How to complete this task
Search the entries below for the word "MysqldOutput" and copy each line that has it.

####################

//! In-memory node state, for tests and dry runs.
#![warn(missing_docs)]
#![warn(clippy::all)]
#![warn(clippy::pedantic)]
#![warn(clippy::nursery)]

mod error;

pub use error::Error;

use std::sync::Arc;

use async_trait::async_trait;
use galera_node_state::{NodeRole, NodeStateStore, PersistedState};
use tokio::sync::Mutex;

#[derive(Debug, Default)]
struct Inner {
    fail_saves: bool,
    saves: Vec<NodeRole>,
    state: Option<PersistedState>,
}

/// In-memory node state store. Clones share the same record.
#[derive(Clone, Debug, Default)]
pub struct MemoryNodeStateStore {
    inner: Arc<Mutex<Inner>>,
}

impl MemoryNodeStateStore {
    /// Creates an empty store, as on a node's first boot.
    #[must_use]
    pub fn new() -> Self {
        Self::default()
    }

    /// Creates a store that already holds `role`.
    #[must_use]
    pub fn with_role(role: NodeRole) -> Self {
        Self {
            inner: Arc::new(Mutex::new(Inner {
                state: Some(PersistedState::new(role)),
                ..Inner::default()
            })),
        }
    }

    /// Makes subsequent saves fail (or succeed again).
    pub async fn set_fail_saves(&self, fail: bool) {
        self.inner.lock().await.fail_saves = fail;
    }

    /// Returns every role successfully saved, oldest first.
    pub async fn saved_roles(&self) -> Vec<NodeRole> {
        self.inner.lock().await.saves.clone()
    }
}

#[async_trait]
impl NodeStateStore for MemoryNodeStateStore {
    type Error = Error;

    async fn load_state(&self) -> Result<Option<PersistedState>, Self::Error> {
        Ok(self.inner.lock().await.state.clone())
    }

    async fn save(&self, role: NodeRole) -> Result<(), Self::Error> {
        let mut inner = self.inner.lock().await;
        if inner.fail_saves {
            return Err(Error::SaveRejected);
        }

        inner.state = Some(PersistedState::new(role));
        inner.saves.push(role);

        Ok(())
    }
}
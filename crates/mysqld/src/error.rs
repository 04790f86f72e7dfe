use std::path::PathBuf;
use std::time::Duration;

use thiserror::Error;

/// Errors that can occur in this crate.
#[derive(Debug, Error)]
pub enum Error {
    /// An engine process is already running.
    #[error("mysqld already started")]
    AlreadyStarted,

    /// A post-start SQL file failed to execute.
    #[error("post-start sql {} failed: {source}", file.display())]
    PostStartSql {
        /// The file that failed.
        file: PathBuf,

        /// What the client reported.
        #[source]
        source: galera_process::Error,
    },

    /// An error occurred running mysqld or one of its client tools.
    #[error(transparent)]
    Process(#[from] galera_process::Error),

    /// The shutdown command failed and there was no child to signal instead.
    #[error("mysqladmin shutdown failed: {0}")]
    Shutdown(#[source] galera_process::Error),

    /// mysqld did not exit within the stop timeout.
    #[error("mysqld did not exit within {0:?}")]
    StopTimeout(Duration),
}
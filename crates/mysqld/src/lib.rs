//! Drives a MySQL/Galera engine through `mysqld`, `mysqladmin` and `mysql`.
#![warn(missing_docs)]
#![warn(clippy::all)]
#![warn(clippy::pedantic)]
#![warn(clippy::nursery)]
#![allow(clippy::redundant_pub_crate)]

mod error;
mod log;
mod sql;

pub use error::Error;
pub use log::MysqldOutput;
pub use sql::PreseededDatabase;

use std::path::PathBuf;
use std::sync::Arc;
use std::time::Duration;

use async_trait::async_trait;
use galera_engine::{EngineHandle, PostStartSql, ProcessController, Seeder, StartMode};
use galera_process::{ManagedProcess, ProcessOptions, Signal};
use tokio::sync::Mutex;
use tracing::{debug, error, info, warn};

/// How often liveness is polled while waiting on a daemonized engine.
const LIVENESS_POLL_INTERVAL: Duration = Duration::from_secs(1);

/// Consecutive failed `mysqladmin status` checks before a daemonized engine
/// counts as exited.
const STATUS_FAILURES_BEFORE_EXIT: u32 = 3;

/// The engine process this controller is responsible for.
#[derive(Clone, Debug)]
enum Engine {
    None,
    StandAlone,
    Child(Arc<ManagedProcess>),
}

/// Options for configuring `Mysqld`.
#[derive(Clone, Debug)]
pub struct MysqldOptions {
    /// The `my.cnf` passed to mysqld.
    pub defaults_file: PathBuf,

    /// The defaults file holding client credentials and socket, passed to
    /// mysqladmin and mysql.
    pub login_defaults_file: PathBuf,

    /// Path to the `mysql` client.
    pub mysql_path: PathBuf,

    /// Path to `mysqladmin`.
    pub mysqladmin_path: PathBuf,

    /// Path to `mysqld`.
    pub mysqld_path: PathBuf,

    /// SQL files executed after every successful start, in order.
    pub post_start_sql_files: Vec<PathBuf>,

    /// Databases and users created on every start.
    pub preseeded_databases: Vec<PreseededDatabase>,

    /// Upper bound for a single client query.
    pub query_timeout: Duration,

    /// Whether to drop the default `test` databases after start.
    pub remove_test_databases: bool,

    /// How long a graceful shutdown may take before it is an error.
    pub stop_timeout: Duration,
}

/// A MySQL/Galera engine.
///
/// Owns at most one engine process at a time. Stopping never force-kills:
/// the engine gets `mysqladmin shutdown` (or `SIGTERM` when the admin
/// command cannot reach a child that is still starting) and a deadline.
#[derive(Clone, Debug)]
pub struct Mysqld {
    engine: Arc<Mutex<Engine>>,
    options: Arc<MysqldOptions>,
}

impl Mysqld {
    /// Creates a new instance of `Mysqld`.
    #[must_use]
    pub fn new(options: MysqldOptions) -> Self {
        Self {
            engine: Arc::new(Mutex::new(Engine::None)),
            options: Arc::new(options),
        }
    }

    fn defaults_arg(&self) -> String {
        format!("--defaults-file={}", self.options.defaults_file.display())
    }

    fn login_arg(&self) -> String {
        format!(
            "--defaults-file={}",
            self.options.login_defaults_file.display()
        )
    }

    async fn admin(&self, command: &str) -> Result<(), galera_process::Error> {
        let options = ProcessOptions::new(
            &self.options.mysqladmin_path,
            [self.login_arg(), command.to_string()],
        );
        galera_process::run(&options, None).await.map(|_| ())
    }

    /// Runs `script` through the mysql client in batch mode, returning its
    /// stdout.
    async fn query(&self, script: &str) -> Result<String, galera_process::Error> {
        let options = ProcessOptions::new(
            &self.options.mysql_path,
            [
                self.login_arg(),
                "--batch".to_string(),
                "--skip-column-names".to_string(),
            ],
        );
        galera_process::run(&options, Some(script))
            .await
            .map(|output| output.stdout)
    }

    async fn query_variable(&self, statement: &str) -> Option<Option<String>> {
        match tokio::time::timeout(self.options.query_timeout, self.query(statement)).await {
            Ok(Ok(output)) => Some(sql::variable_value(&output).map(ToOwned::to_owned)),
            Ok(Err(e)) => {
                debug!("database not reachable: {e}");
                None
            }
            Err(_) => {
                debug!(
                    "database not reachable: query timed out after {:?}",
                    self.options.query_timeout
                );
                None
            }
        }
    }

    /// Spawns mysqld as a supervised child, refusing if one is already up.
    async fn start_child(&self, mode: StartMode, extra_args: &[&str]) -> Result<EngineHandle, Error> {
        let mut engine = self.engine.lock().await;
        match *engine {
            Engine::Child(ref process) if !process.has_exited() => {
                return Err(Error::AlreadyStarted);
            }
            Engine::StandAlone => return Err(Error::AlreadyStarted),
            _ => {}
        }

        let mut args = vec![self.defaults_arg()];
        args.extend(extra_args.iter().map(ToString::to_string));

        let options = ProcessOptions::new(&self.options.mysqld_path, args)
            .with_output(Arc::new(MysqldOutput));
        let process = galera_process::spawn(options)?;
        let handle = EngineHandle::new(mode, process.pid());

        info!("mysqld started in {mode} mode with pid {}", process.pid());
        *engine = Engine::Child(Arc::new(process));

        Ok(handle)
    }

    /// Liveness of an engine this controller did not spawn. False only after
    /// [`STATUS_FAILURES_BEFORE_EXIT`] failed status checks in a row.
    async fn daemon_is_running(&self) -> bool {
        for attempt in 1..=STATUS_FAILURES_BEFORE_EXIT {
            match tokio::time::timeout(self.options.query_timeout, self.admin("status")).await {
                Ok(Ok(())) => return true,
                Ok(Err(e)) => debug!(
                    "mysqladmin status failed ({attempt}/{STATUS_FAILURES_BEFORE_EXIT}): {e}"
                ),
                Err(_) => debug!(
                    "mysqladmin status timed out ({attempt}/{STATUS_FAILURES_BEFORE_EXIT})"
                ),
            }

            if attempt < STATUS_FAILURES_BEFORE_EXIT {
                tokio::time::sleep(LIVENESS_POLL_INTERVAL).await;
            }
        }

        false
    }

    async fn wait_until_stopped(&self) {
        while self.daemon_is_running().await {
            tokio::time::sleep(LIVENESS_POLL_INTERVAL).await;
        }
    }

    /// Asks the engine to shut down and waits for it to exit, unbounded.
    async fn shut_down(&self, engine: Engine) -> Result<(), Error> {
        match engine {
            Engine::Child(process) => {
                if process.has_exited() {
                    debug!("mysqld already exited");
                    return Ok(());
                }

                if let Err(e) = self.admin("shutdown").await {
                    warn!("mysqladmin shutdown failed, sending SIGTERM: {e}");
                    process.signal(Signal::SIGTERM)?;
                }

                process.wait().await;
            }
            Engine::StandAlone | Engine::None => {
                self.admin("shutdown").await.map_err(Error::Shutdown)?;
                self.wait_until_stopped().await;
            }
        }

        Ok(())
    }

    async fn test_database_cleanup(&self) -> Result<(), Error> {
        info!("removing test databases");

        self.query(sql::REVOKE_TEST_DATABASES).await?;

        let output = self.query(sql::SHOW_TEST_DATABASES).await?;
        let names: Vec<&str> = output
            .lines()
            .map(str::trim)
            .filter(|name| !name.is_empty())
            .collect();

        if !names.is_empty() {
            debug!("dropping databases {names:?}");
            self.query(&sql::drop_databases_script(names)).await?;
        }

        Ok(())
    }
}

####################

Result of the task
pub use log::MysqldOutput;
            .with_output(Arc::new(MysqldOutput));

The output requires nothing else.